[TASK TO COMPLETE]: Write every entry out again, unchanged.

[RECORD EXTRACTS]:
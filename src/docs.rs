use crate::error::ErrorBody;
use crate::model::employee::{Employee, EmployeePayload};
use utoipa::OpenApi;

#[derive(OpenApi)]
#[openapi(
    info(
        title = "HRM Employee API",
        version = "1.0.0",
        description = r#"
## Employee Records

CRUD over a single `employees` collection in MongoDB.

- `GET /employee` lists every record
- `POST /employee` creates a record; the id is assigned by the database
- `PUT /employee/{id}` overwrites name, salary and age
- `DELETE /employee/{id}` removes a record

Ids are MongoDB ObjectIds written as 24 hex characters. Every error response
has the shape `{"message": ..., "error": ...}`.
"#,
    ),
    paths(
        crate::api::employee::list_employees,
        crate::api::employee::create_employee,
        crate::api::employee::update_employee,
        crate::api::employee::delete_employee
    ),
    components(schemas(Employee, EmployeePayload, ErrorBody)),
    tags(
        (name = "Employee", description = "Employee management APIs"),
    )
)]
pub struct ApiDoc;
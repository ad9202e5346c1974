use actix_web::middleware::NormalizePath;
use actix_web::web::Data;
use actix_web::{App, HttpServer};
use std::sync::Arc;

mod api;
mod config;
mod db;
mod docs;
mod error;
mod model;
mod routes;
mod store;
mod utils;

use config::Config;
use db::init_db;

use crate::docs::ApiDoc;
use crate::store::{EmployeeStore, MongoEmployeeStore};
use tracing::{error, info};
use tracing_appender::rolling;
use utoipa::OpenApi;
use utoipa_swagger_ui::SwaggerUi;

#[actix_web::main]
async fn main() -> anyhow::Result<()> {
    let config = Config::from_env()?;

    // Rolling daily log
    let file_appender = rolling::daily(&config.log_dir, "app.log");
    let (non_blocking, _guard) = tracing_appender::non_blocking(file_appender);

    tracing_subscriber::fmt()
        .with_writer(non_blocking)
        .with_max_level(tracing::Level::DEBUG)
        .with_ansi(false)
        .with_target(false)
        .with_level(true)
        .with_thread_ids(false)
        .with_thread_names(false)
        .pretty()
        .init();

    info!("Server starting...");

    let db = init_db(&config).await.inspect_err(|e| {
        error!(error = ?e, "Startup aborted: storage unreachable");
    })?;
    let store: Data<dyn EmployeeStore> =
        Data::from(Arc::new(MongoEmployeeStore::new(&db)) as Arc<dyn EmployeeStore>);

    info!(addr = %config.server_addr, "Listening");

    HttpServer::new(move || {
        App::new()
            .wrap(actix_web::middleware::Logger::default())
            .wrap(NormalizePath::trim())
            .service(
                SwaggerUi::new("/swagger-ui/{_:.*}") // wildcard so JS/CSS assets match
                    .url("/api-doc/openapi.json", ApiDoc::openapi()),
            )
            .app_data(store.clone())
            .configure(routes::configure)
    })
    .bind(&config.server_addr)?
    .run()
    .await?;

    Ok(())
}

[EXERCISE SOLUTION]:
filename src/docs.rs
use crate::error::ErrorBody;
use crate::model::employee::{Employee, EmployeePayload};
use utoipa::OpenApi;

#[derive(OpenApi)]
#[openapi(
    info(
        title = "HRM Employee API",
        version = "1.0.0",
        description = r#"
## Employee Records

CRUD over a single `employees` collection in MongoDB.

- `GET /employee` lists every record
- `POST /employee` creates a record; the id is assigned by the database
- `PUT /employee/{id}` overwrites name, salary and age
- `DELETE /employee/{id}` removes a record

Ids are MongoDB ObjectIds written as 24 hex characters. Every error response
has the shape `{"message": ..., "error": ...}`.
"#,
    ),
    paths(
        crate::api::employee::list_employees,
        crate::api::employee::create_employee,
        crate::api::employee::update_employee,
        crate::api::employee::delete_employee
    ),
    components(schemas(Employee, EmployeePayload, ErrorBody)),
    tags(
        (name = "Employee", description = "Employee management APIs"),
    )
)]
pub struct ApiDoc;
repository ad9202e5346c1974
use actix_web::middleware::NormalizePath;
use actix_web::web::Data;
use actix_web::{App, HttpServer};
use std::sync::Arc;

mod api;
mod config;
mod db;
mod docs;
mod error;
mod model;
mod routes;
mod store;
mod utils;

use config::Config;
use db::init_db;

use crate::docs::ApiDoc;
use crate::store::{EmployeeStore, MongoEmployeeStore};
use tracing::{error, info};
use tracing_appender::rolling;
use utoipa::OpenApi;
use utoipa_swagger_ui::SwaggerUi;

#[actix_web::main]
async fn main() -> anyhow::Result<()> {
    let config = Config::from_env()?;

    // Rolling daily log
    let file_appender = rolling::daily(&config.log_dir, "app.log");
    let (non_blocking, _guard) = tracing_appender::non_blocking(file_appender);

    tracing_subscriber::fmt()
        .with_writer(non_blocking)
        .with_max_level(tracing::Level::DEBUG)
        .with_ansi(false)
        .with_target(false)
        .with_level(true)
        .with_thread_ids(false)
        .with_thread_names(false)
        .pretty()
        .init();

    info!("Server starting...");

    let db = init_db(&config).await.inspect_err(|e| {
        error!(error = ?e, "Startup aborted: storage unreachable");
    })?;
    let store: Data<dyn EmployeeStore> =
        Data::from(Arc::new(MongoEmployeeStore::new(&db)) as Arc<dyn EmployeeStore>);

    info!(addr = %config.server_addr, "Listening");

    HttpServer::new(move || {
        App::new()
            .wrap(actix_web::middleware::Logger::default())
            .wrap(NormalizePath::trim())
            .service(
                SwaggerUi::new("/swagger-ui/{_:.*}") // wildcard so JS/CSS assets match
                    .url("/api-doc/openapi.json", ApiDoc::openapi()),
            )
            .app_data(store.clone())
            .configure(routes::configure)
    })
    .bind(&config.server_addr)?
    .run()
    .await?;

    Ok(())
}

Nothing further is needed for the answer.